病毒經常利用-1核醣體框架位移來表現特定的結構蛋白及酵素(例如：HIV, SARS-CoV 及IBV)，當核醣體在轉譯mRNA成蛋白質時，mRNA上的偽結結構會刺激框架位移，而且偽結結構穩定性與框架位移之效率呈現正相關。 DU177此偽結結構是由人類端粒酶RNA修改而來，我們利用DU177當model進行實驗操作，此結構包含兩個stem及兩個loop，且為重疊性的hairpin構成，而其中stem與loop之間有些核苷酸有Hoogsteen base pair的形成，並且產生5組三重鹼基對，進而增強了此三級結構的穩定性。 本研究利用單分子技術，以光鉗對DU177施加外力，並且測量解開此結構所需之外力與打開的長度，進而推導其原先的結構為何。此外，我們也建構不同DU177的突變序列和結構，進行實驗操作，來推測DU177的摺疊機制。我們在實驗中發現，大部分的DU177會形成hairpin或是一些較不穩定的intermediate結構，僅六分之一比例的DU177會形成完整穩定的偽結結構。在綜合一系列的實驗結果後，我們推論形成偽結結構有兩種主要途徑，第一種是先形成hairpin 1並且以此結構穩定存在著，且較不易進一步形成完整穩定的偽結結構；另一種為hairpin 2先形成，且hairpin 2一旦形成，即可迅速形成帶有三重鹼基的穩定偽結結構。
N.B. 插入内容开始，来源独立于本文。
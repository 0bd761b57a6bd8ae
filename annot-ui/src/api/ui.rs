//! UI serving routes
//!
//! Renders the current screen server-side and serves the stylesheet

use axum::{
    extract::State,
    http::StatusCode,
    response::{Html, IntoResponse, Response},
    routing::get,
    Router,
};

use crate::render::render_page;
use crate::AppState;

const ANNOTATOR_CSS: &str = include_str!("../../static/annotator.css");

/// Build UI routes
pub fn ui_routes() -> Router<AppState> {
    Router::new()
        .route("/", get(serve_index))
        .route("/static/annotator.css", get(serve_annotator_css))
}

/// GET /
///
/// Language picker, empty-language notice or task browser, depending on
/// the session state
pub async fn serve_index(State(state): State<AppState>) -> Html<String> {
    let session = state.session.read().await;
    Html(render_page(&session))
}

/// GET /static/annotator.css
pub async fn serve_annotator_css() -> Response {
    (
        StatusCode::OK,
        [
            ("content-type", "text/css"),
            ("cache-control", "no-cache, no-store, must-revalidate"),
        ],
        ANNOTATOR_CSS,
    )
        .into_response()
}
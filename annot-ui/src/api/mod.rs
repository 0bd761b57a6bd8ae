//! HTTP API handlers for annot-ui

pub mod actions;
pub mod export;
pub mod health;
pub mod ui;

pub use actions::session_routes;
pub use export::export_routes;
pub use health::health_routes;
pub use ui::ui_routes;
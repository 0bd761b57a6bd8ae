//! Integration tests for annot-ui HTTP endpoints
//!
//! Tests cover:
//! - Language picker, empty-language notice, task browser screens
//! - Score submission and completeness-gated navigation
//! - Export download
//! - Health and session snapshot endpoints

use annot_common::{FixtureSet, Session};
use annot_ui::{build_router, AppState};
use axum::{
    body::Body,
    http::{header, Request, StatusCode},
    response::Response,
    Router,
};
use serde_json::{json, Value};
use tower::util::ServiceExt; // for `oneshot` method

const FRENCH: &str = r#"[
  {"data": {
    "dialogues": ["A: bonjour", "B: salut"],
    "profiles": [{"Name": "Alice", "Age": "30"}],
    "Relationships": [{"Alice": "motherOf", "Bob": "childOf"}]
  }},
  {"data": {"memory": "Second task"}}
]"#;

/// Test helper: router over in-memory fixtures
fn setup_app() -> Router {
    let fixtures = FixtureSet::new()
        .with_json("French", FRENCH)
        .unwrap()
        .with_json("Bengali", "[]")
        .unwrap();
    build_router(AppState::new(Session::new(fixtures)))
}

async fn get(app: &Router, uri: &str) -> Response {
    let request = Request::builder()
        .method("GET")
        .uri(uri)
        .body(Body::empty())
        .unwrap();
    app.clone().oneshot(request).await.unwrap()
}

async fn post_form(app: &Router, uri: &str, form: &str) -> Response {
    let request = Request::builder()
        .method("POST")
        .uri(uri)
        .header(header::CONTENT_TYPE, "application/x-www-form-urlencoded")
        .body(Body::from(form.to_string()))
        .unwrap();
    app.clone().oneshot(request).await.unwrap()
}

async fn body_text(response: Response) -> String {
    let bytes = axum::body::to_bytes(response.into_body(), usize::MAX)
        .await
        .expect("Should read body");
    String::from_utf8(bytes.to_vec()).expect("Should be UTF-8")
}

async fn body_json(response: Response) -> Value {
    serde_json::from_str(&body_text(response).await).expect("Should parse JSON")
}

async fn session_json(app: &Router) -> Value {
    body_json(get(app, "/api/session").await).await
}

// =============================================================================
// Screens
// =============================================================================

#[tokio::test]
async fn test_index_shows_language_picker() {
    let app = setup_app();
    let response = get(&app, "/").await;
    assert_eq!(response.status(), StatusCode::OK);

    let html = body_text(response).await;
    assert!(html.contains("Select a language"));
    assert!(html.contains(r#"value="French""#));
    assert!(html.contains(r#"value="Bengali""#));
}

#[tokio::test]
async fn test_empty_language_notice_and_go_back() {
    let app = setup_app();

    let response = post_form(&app, "/language", "language=Bengali").await;
    assert_eq!(response.status(), StatusCode::SEE_OTHER);
    assert_eq!(response.headers()[header::LOCATION], "/");

    let html = body_text(get(&app, "/").await).await;
    assert!(html.contains("No tasks found for language: Bengali"));

    post_form(&app, "/back", "").await;
    assert_eq!(session_json(&app).await["state"], "no_language_selected");
}

#[tokio::test]
async fn test_task_browser_renders_relationship_triple() {
    let app = setup_app();
    post_form(&app, "/language", "language=French").await;

    let html = body_text(get(&app, "/").await).await;
    assert!(html.contains("Task 1 / 2"));
    assert!(html.contains("Alice <strong>motherOf</strong> Bob"));
    assert!(html.contains("<h3>Alice</h3>"));
}

// =============================================================================
// Scoring and navigation
// =============================================================================

#[tokio::test]
async fn test_next_refused_until_task_complete() {
    let app = setup_app();
    post_form(&app, "/language", "language=French").await;

    post_form(&app, "/next", "").await;
    let snapshot = session_json(&app).await;
    assert_eq!(snapshot["index"], 0);
    assert_eq!(snapshot["complete"], false);
    assert_eq!(
        snapshot["missing"],
        json!(["dialogues_overall", "profiles_0.Age", "Relationships"])
    );

    post_form(&app, "/score", "field=dialogues_overall&value=1").await;
    post_form(&app, "/score", "field=profiles_0&sub_field=Age&value=2").await;
    post_form(&app, "/score", "field=Relationships&value=0").await;
    assert_eq!(session_json(&app).await["can_go_next"], true);

    post_form(&app, "/next", "").await;
    let snapshot = session_json(&app).await;
    assert_eq!(snapshot["index"], 1);
    assert_eq!(snapshot["missing"], json!(["memory"]));

    post_form(&app, "/previous", "").await;
    assert_eq!(session_json(&app).await["index"], 0);
}

#[tokio::test]
async fn test_empty_value_resets_score() {
    let app = setup_app();
    post_form(&app, "/language", "language=French").await;

    post_form(&app, "/score", "field=Relationships&value=1").await;
    post_form(&app, "/score", "field=Relationships&value=").await;

    let missing = session_json(&app).await["missing"].clone();
    assert!(missing.as_array().unwrap().contains(&json!("Relationships")));
}

#[tokio::test]
async fn test_score_without_field_is_bad_request() {
    let app = setup_app();
    post_form(&app, "/language", "language=French").await;

    let response = post_form(&app, "/score", "field=&value=1").await;
    assert_eq!(response.status(), StatusCode::BAD_REQUEST);
}

#[tokio::test]
async fn test_refused_action_redirects_to_current_screen() {
    let app = setup_app();

    // no language selected yet
    let response = post_form(&app, "/next", "").await;
    assert_eq!(response.status(), StatusCode::SEE_OTHER);
    assert_eq!(session_json(&app).await["state"], "no_language_selected");
}

// =============================================================================
// Export
// =============================================================================

#[tokio::test]
async fn test_export_downloads_score_document() {
    let app = setup_app();
    post_form(&app, "/language", "language=French").await;
    post_form(&app, "/score", "field=dialogues_overall&value=1").await;
    post_form(&app, "/score", "field=profiles_0&sub_field=Age&value=2").await;

    let response = get(&app, "/export").await;
    assert_eq!(response.status(), StatusCode::OK);
    assert_eq!(response.headers()[header::CONTENT_TYPE], "application/json");
    assert_eq!(
        response.headers()[header::CONTENT_DISPOSITION],
        "attachment; filename=\"scores-French.json\""
    );

    let document = body_json(response).await;
    assert_eq!(
        document,
        json!({"0": {"dialogues_overall": "1", "profiles_0": {"Age": "2"}}})
    );
}

#[tokio::test]
async fn test_export_with_no_scores_is_empty_object() {
    let app = setup_app();
    post_form(&app, "/language", "language=French").await;

    let response = get(&app, "/export").await;
    assert_eq!(response.status(), StatusCode::OK);
    assert_eq!(body_text(response).await, "{}");
}

#[tokio::test]
async fn test_export_outside_browsing_is_conflict() {
    let app = setup_app();
    let response = get(&app, "/export").await;
    assert_eq!(response.status(), StatusCode::CONFLICT);

    let body = body_json(response).await;
    assert_eq!(body["error"]["code"], "INVALID_TRANSITION");
}

#[tokio::test]
async fn test_change_language_then_reselect_resets_scores() {
    let app = setup_app();
    post_form(&app, "/language", "language=French").await;
    post_form(&app, "/score", "field=dialogues_overall&value=2").await;

    post_form(&app, "/change-language", "").await;
    post_form(&app, "/language", "language=French").await;

    let response = get(&app, "/export").await;
    assert_eq!(body_text(response).await, "{}");
}

// =============================================================================
// Health
// =============================================================================

#[tokio::test]
async fn test_health_endpoint() {
    let app = setup_app();
    let response = get(&app, "/health").await;
    assert_eq!(response.status(), StatusCode::OK);

    let body = body_json(response).await;
    assert_eq!(body["status"], "ok");
    assert_eq!(body["module"], "annot-ui");
    assert!(body["version"].is_string());
}

#[tokio::test]
async fn test_stylesheet_served() {
    let app = setup_app();
    let response = get(&app, "/static/annotator.css").await;
    assert_eq!(response.status(), StatusCode::OK);
    assert_eq!(response.headers()[header::CONTENT_TYPE], "text/css");
}
//! Static task fixtures
//!
//! One ordered task list per language, loaded once at startup. A language
//! whose file is missing gets an empty list; the session routes it to the
//! "no tasks" notice rather than failing.

use crate::config::TomlConfig;
use crate::task::Task;
use crate::{Error, Result};
use serde_json::Value;
use std::path::Path;
use tracing::{info, warn};

/// Tasks of one language
#[derive(Debug, Clone, PartialEq)]
pub struct LanguageTasks {
    pub name: String,
    pub tasks: Vec<Task>,
}

/// Every configured language with its tasks, in picker order
#[derive(Debug, Clone, Default, PartialEq)]
pub struct FixtureSet {
    languages: Vec<LanguageTasks>,
}

impl FixtureSet {
    pub fn new() -> Self {
        Self::default()
    }

    /// Load every language listed in `config`
    pub fn load(config: &TomlConfig) -> Result<Self> {
        let mut set = Self::new();
        for language in &config.languages {
            let path = config.fixture_path(language);
            let tasks = load_file(&path)?;
            info!("Loaded {} task(s) for {} from {}", tasks.len(), language.name, path.display());
            set.insert(&language.name, tasks);
        }
        Ok(set)
    }

    /// Add or replace the tasks of `language`
    pub fn insert(&mut self, language: &str, tasks: Vec<Task>) {
        match self.languages.iter_mut().find(|l| l.name == language) {
            Some(existing) => existing.tasks = tasks,
            None => self.languages.push(LanguageTasks {
                name: language.to_string(),
                tasks,
            }),
        }
    }

    /// Builder-style [`FixtureSet::insert`] from fixture JSON text
    pub fn with_json(mut self, language: &str, json: &str) -> Result<Self> {
        let tasks = parse_tasks(json)?;
        self.insert(language, tasks);
        Ok(self)
    }

    /// Language names in picker order
    pub fn languages(&self) -> impl Iterator<Item = &str> {
        self.languages.iter().map(|l| l.name.as_str())
    }

    /// Tasks of `language`; unknown languages have none
    pub fn tasks(&self, language: &str) -> &[Task] {
        self.languages
            .iter()
            .find(|l| l.name == language)
            .map(|l| l.tasks.as_slice())
            .unwrap_or(&[])
    }
}

/// Parse a fixture document: a JSON array of `{"data": <task>}` entries
pub fn parse_tasks(json: &str) -> Result<Vec<Task>> {
    let document: Value = serde_json::from_str(json)?;
    match document {
        Value::Array(entries) => Ok(entries.iter().map(Task::from_fixture_entry).collect()),
        other => Err(Error::Config(format!(
            "fixture must be a JSON array, found {}",
            json_kind(&other)
        ))),
    }
}

fn load_file(path: &Path) -> Result<Vec<Task>> {
    if !path.exists() {
        warn!("Fixture file {} not found, language has no tasks", path.display());
        return Ok(Vec::new());
    }

    let content = std::fs::read_to_string(path)?;
    parse_tasks(&content).map_err(|e| Error::Config(format!("{}: {}", path.display(), e)))
}

fn json_kind(value: &Value) -> &'static str {
    match value {
        Value::Null => "null",
        Value::Bool(_) => "a boolean",
        Value::Number(_) => "a number",
        Value::String(_) => "a string",
        Value::Array(_) => "an array",
        Value::Object(_) => "an object",
    }
}
//! Session actions
//!
//! Form posts from the annotation page. Every action redirects back to `/`;
//! an action the session refuses in its current state is logged and the
//! current screen is shown again.

use annot_common::{Score, SessionState};
use axum::{
    extract::State,
    response::Redirect,
    routing::{get, post},
    Form, Json, Router,
};
use serde::{Deserialize, Serialize};
use tracing::warn;

use crate::{ApiError, ApiResult, AppState};

/// Build session routes
pub fn session_routes() -> Router<AppState> {
    Router::new()
        .route("/language", post(select_language))
        .route("/back", post(go_back))
        .route("/change-language", post(change_language))
        .route("/previous", post(previous))
        .route("/next", post(next))
        .route("/score", post(set_score))
        .route("/api/session", get(get_session))
}

#[derive(Debug, Deserialize)]
pub struct LanguageForm {
    pub language: String,
}

#[derive(Debug, Deserialize)]
pub struct ScoreForm {
    pub field: String,
    #[serde(default)]
    pub sub_field: Option<String>,
    /// Empty value resets the score
    #[serde(default)]
    pub value: String,
}

fn back_to_page<T>(action: &str, result: annot_common::Result<T>) -> Redirect {
    if let Err(e) = result {
        warn!("{} refused: {}", action, e);
    }
    Redirect::to("/")
}

/// POST /language
pub async fn select_language(
    State(state): State<AppState>,
    Form(form): Form<LanguageForm>,
) -> Redirect {
    let mut session = state.session.write().await;
    back_to_page("select_language", session.select_language(&form.language))
}

/// POST /back
pub async fn go_back(State(state): State<AppState>) -> Redirect {
    let mut session = state.session.write().await;
    back_to_page("go_back", session.go_back())
}

/// POST /change-language
pub async fn change_language(State(state): State<AppState>) -> Redirect {
    let mut session = state.session.write().await;
    back_to_page("change_language", session.change_language())
}

/// POST /previous
pub async fn previous(State(state): State<AppState>) -> Redirect {
    let mut session = state.session.write().await;
    back_to_page("previous", session.previous())
}

/// POST /next
///
/// Stays on the current task while it is incomplete or the last one
pub async fn next(State(state): State<AppState>) -> Redirect {
    let mut session = state.session.write().await;
    back_to_page("next", session.next())
}

/// POST /score
///
/// Values are stored as submitted; the dropdown is what limits them to the
/// field's range.
pub async fn set_score(
    State(state): State<AppState>,
    Form(form): Form<ScoreForm>,
) -> ApiResult<Redirect> {
    if form.field.is_empty() {
        return Err(ApiError::BadRequest("field must not be empty".to_string()));
    }
    let sub_field = form.sub_field.as_deref().filter(|s| !s.is_empty());

    let mut session = state.session.write().await;
    Ok(back_to_page(
        "set_score",
        session.set_score(&form.field, sub_field, Score::parse(&form.value)),
    ))
}

/// Session snapshot response
#[derive(Debug, Serialize)]
pub struct SessionSnapshot {
    pub state: &'static str,
    pub languages: Vec<String>,
    pub language: Option<String>,
    pub index: Option<usize>,
    pub total: Option<usize>,
    pub complete: Option<bool>,
    pub can_go_next: Option<bool>,
    pub missing: Vec<String>,
}

/// GET /api/session
///
/// Current state, position and missing score keys as JSON
pub async fn get_session(State(state): State<AppState>) -> Json<SessionSnapshot> {
    let session = state.session.read().await;

    let mut snapshot = SessionSnapshot {
        state: session.state().name(),
        languages: session.fixtures().languages().map(str::to_string).collect(),
        language: None,
        index: None,
        total: None,
        complete: None,
        can_go_next: None,
        missing: Vec::new(),
    };

    match session.state() {
        SessionState::NoLanguageSelected => {}
        SessionState::NoTasksForLanguage { language } => {
            snapshot.language = Some(language.clone());
            snapshot.total = Some(0);
        }
        SessionState::Browsing { .. } => {
            if let Some(current) = session.current() {
                snapshot.language = Some(current.language.to_string());
                snapshot.index = Some(current.index);
                snapshot.total = Some(current.total);
                snapshot.complete = Some(current.is_complete());
                snapshot.can_go_next = Some(current.can_go_next());
                snapshot.missing = current
                    .missing_fields()
                    .iter()
                    .map(ToString::to_string)
                    .collect();
            }
        }
    }

    Json(snapshot)
}
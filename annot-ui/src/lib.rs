//! annot-ui library - annotation web service
//!
//! Exposes the router and application state for the binary and for
//! integration testing.

use annot_common::Session;
use axum::Router;
use chrono::{DateTime, Utc};
use std::sync::Arc;
use tokio::sync::RwLock;
use tower_http::trace::TraceLayer;

pub mod api;
pub mod error;
pub mod render;

pub use crate::error::{ApiError, ApiResult};

/// Application state shared across HTTP handlers
///
/// The session lock serializes annotator events: each handler runs its
/// transition to completion before the next one observes the store.
#[derive(Clone)]
pub struct AppState {
    pub session: Arc<RwLock<Session>>,
    /// Service startup timestamp for uptime reporting
    pub startup_time: DateTime<Utc>,
}

impl AppState {
    pub fn new(session: Session) -> Self {
        Self {
            session: Arc::new(RwLock::new(session)),
            startup_time: Utc::now(),
        }
    }
}

/// Build application router
pub fn build_router(state: AppState) -> Router {
    Router::new()
        // UI routes (HTML pages and form actions)
        .merge(api::ui_routes())
        .merge(api::session_routes())
        .merge(api::export_routes())
        .merge(api::health_routes())
        .layer(TraceLayer::new_for_http())
        .with_state(state)
}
Viruses often use -1 ribosomal frameshifting to express specific enzymes and structural proteins (e.g. HIV, SARS-CoV and IBV). When the ribosome translates an mRNA, a pseudoknot structure on the mRNA can stimulate frameshifting, and the efficiency is positively correlated with its mechanical strength, instead of the thermodynamic stability. Here we used the DU177 RNA pseudoknot, which is modified from the human telomerase RNA, as a model system to study the folding and unfolding mechanisms of a typical frameshift-stimulating RNA pseudoknot. DU177 consists of two overlapping hairpins, with five base triples in between that give extra stability to the whole structure. We used optical tweezers to measure and analyze the forces and extensions of a series of DU177 mutants during unfolding and refolding. We found that in most cases DU177 folds into pseudoknot-like intermediate structures or hairpins alone. Only one sixth of the RNA molecules completely refold to the native structure from the fully unfolded state. With a series of related experiments, we propose a folding pathway of the pseudoknot, where DU177 is usually trapped in a stable hairpin-1-containing intermediate and rarely proceeds to form the native pseudoknot. On the other hand, if the less stable hairpin 2 is formed first, refolding toward the native state is favored, as no stable intermediates were detected from the experiments.